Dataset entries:
_____

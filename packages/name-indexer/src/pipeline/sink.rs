//! Persistence sinks: JSON file artifacts or document-store generations.

use std::path::{Path, PathBuf};

use futures::{stream, StreamExt, TryStreamExt};
use tracing::{debug, info};

use crate::error::{IndexerError, Result};
use crate::pipeline::crawl::CrawlOutcome;
use crate::pipeline::normalize::normalize_document;
use crate::traits::store::{DocumentStore, DocumentStoreExt};
use crate::types::generation::collections;
use crate::types::profile::{NamespaceEntry, ProfileRecord, RawProfileEntry};

/// Upserts in flight at once when persisting entries.
const PERSIST_CONCURRENCY: usize = 32;

/// Writes crawl results to two JSON artifacts.
#[derive(Debug, Clone)]
pub struct FileSink {
    profiles_path: PathBuf,
    names_path: PathBuf,
}

impl FileSink {
    pub fn new(profiles_path: impl Into<PathBuf>, names_path: impl Into<PathBuf>) -> Self {
        Self {
            profiles_path: profiles_path.into(),
            names_path: names_path.into(),
        }
    }

    pub fn profiles_path(&self) -> &Path {
        &self.profiles_path
    }

    pub fn names_path(&self) -> &Path {
        &self.names_path
    }

    /// Check both targets are writable, creating missing parent directories.
    ///
    /// Run before any network work so a bad path fails the cycle early.
    pub async fn preflight(&self) -> Result<()> {
        ensure_writable(&self.profiles_path).await?;
        ensure_writable(&self.names_path).await
    }

    /// Rewrite both artifacts wholesale.
    pub async fn write(&self, outcome: &CrawlOutcome) -> Result<()> {
        let profiles: Vec<ProfileRecord> = outcome.entries.iter().map(|e| e.to_record()).collect();

        let profiles_json = serde_json::to_string_pretty(&profiles)?;
        let names_json = serde_json::to_string_pretty(&outcome.names)?;

        tokio::fs::write(&self.profiles_path, profiles_json).await?;
        tokio::fs::write(&self.names_path, names_json).await?;

        info!(
            profiles = profiles.len(),
            names = outcome.names.len(),
            profiles_path = %self.profiles_path.display(),
            names_path = %self.names_path.display(),
            "Wrote crawl artifacts"
        );
        Ok(())
    }

    /// Load artifacts written by [`FileSink::write`] back into a crawl outcome.
    ///
    /// Profiles are normalized again so hand-edited dumps are still safe to
    /// store.
    pub async fn load(&self) -> Result<CrawlOutcome> {
        let names_json = tokio::fs::read_to_string(&self.names_path).await?;
        let profiles_json = tokio::fs::read_to_string(&self.profiles_path).await?;

        let names: Vec<String> = serde_json::from_str(&names_json)?;
        let profiles: Vec<ProfileRecord> = serde_json::from_str(&profiles_json)?;

        let entries = profiles
            .into_iter()
            .map(|r| ProfileRecord::new(r.fqu, normalize_document(r.profile)))
            .map(NamespaceEntry::from_record)
            .collect::<Vec<_>>();

        info!(names = names.len(), entries = entries.len(), "Loaded crawl artifacts");

        Ok(CrawlOutcome {
            names,
            entries,
            error_count: 0,
        })
    }
}

/// Fail with [`IndexerError::PathNotWritable`] unless `path` can be written.
///
/// An existing path must be a writable file; an existing parent must be a
/// writable directory; missing parents are created.
pub async fn ensure_writable(path: &Path) -> Result<()> {
    if let Ok(meta) = tokio::fs::metadata(path).await {
        if !meta.is_file() || meta.permissions().readonly() {
            return Err(IndexerError::PathNotWritable {
                path: path.to_path_buf(),
            });
        }
    }

    let parent = match path.parent() {
        Some(p) if !p.as_os_str().is_empty() => p,
        _ => return Ok(()),
    };

    match tokio::fs::metadata(parent).await {
        Ok(meta) => {
            if !meta.is_dir() || meta.permissions().readonly() {
                return Err(IndexerError::PathNotWritable {
                    path: parent.to_path_buf(),
                });
            }
        }
        Err(_) => {
            debug!(path = %parent.display(), "creating missing directory");
            tokio::fs::create_dir_all(parent)
                .await
                .map_err(|_| IndexerError::PathNotWritable {
                    path: parent.to_path_buf(),
                })?;
        }
    }

    Ok(())
}

/// Upsert every entry into `profile_data` and `namespace`, keyed by name.
///
/// All `profile_data` writes finish before the first `namespace` write.
pub async fn persist_entries<S>(store: &S, database: &str, entries: &[NamespaceEntry]) -> Result<()>
where
    S: DocumentStore + ?Sized,
{
    let raw_writes: Vec<_> = entries
        .iter()
        .map(|entry| persist_raw(store, database, entry))
        .collect();
    stream::iter(raw_writes)
        .buffer_unordered(PERSIST_CONCURRENCY)
        .try_collect::<Vec<()>>()
        .await?;

    let namespace_writes: Vec<_> = entries
        .iter()
        .map(|entry| store.upsert_as(database, collections::NAMESPACE, &entry.fqu, entry))
        .collect();
    stream::iter(namespace_writes)
        .buffer_unordered(PERSIST_CONCURRENCY)
        .try_collect::<Vec<()>>()
        .await?;

    info!(entries = entries.len(), database, "Persisted namespace entries");
    Ok(())
}

async fn persist_raw<S>(store: &S, database: &str, entry: &NamespaceEntry) -> Result<()>
where
    S: DocumentStore + ?Sized,
{
    let raw = RawProfileEntry {
        key: entry.fqu.clone(),
        value: entry.profile.clone(),
    };
    store
        .upsert_as(database, collections::PROFILE_DATA, &entry.fqu, &raw)
        .await
}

_____

Search the entries above for the word "crate" and copy each line where it appears.

● **Response to the exercise**:
use crate::error::{IndexerError, Result};
use crate::pipeline::crawl::CrawlOutcome;
use crate::pipeline::normalize::normalize_document;
use crate::traits::store::{DocumentStore, DocumentStoreExt};
use crate::types::generation::collections;
use crate::types::profile::{NamespaceEntry, ProfileRecord, RawProfileEntry};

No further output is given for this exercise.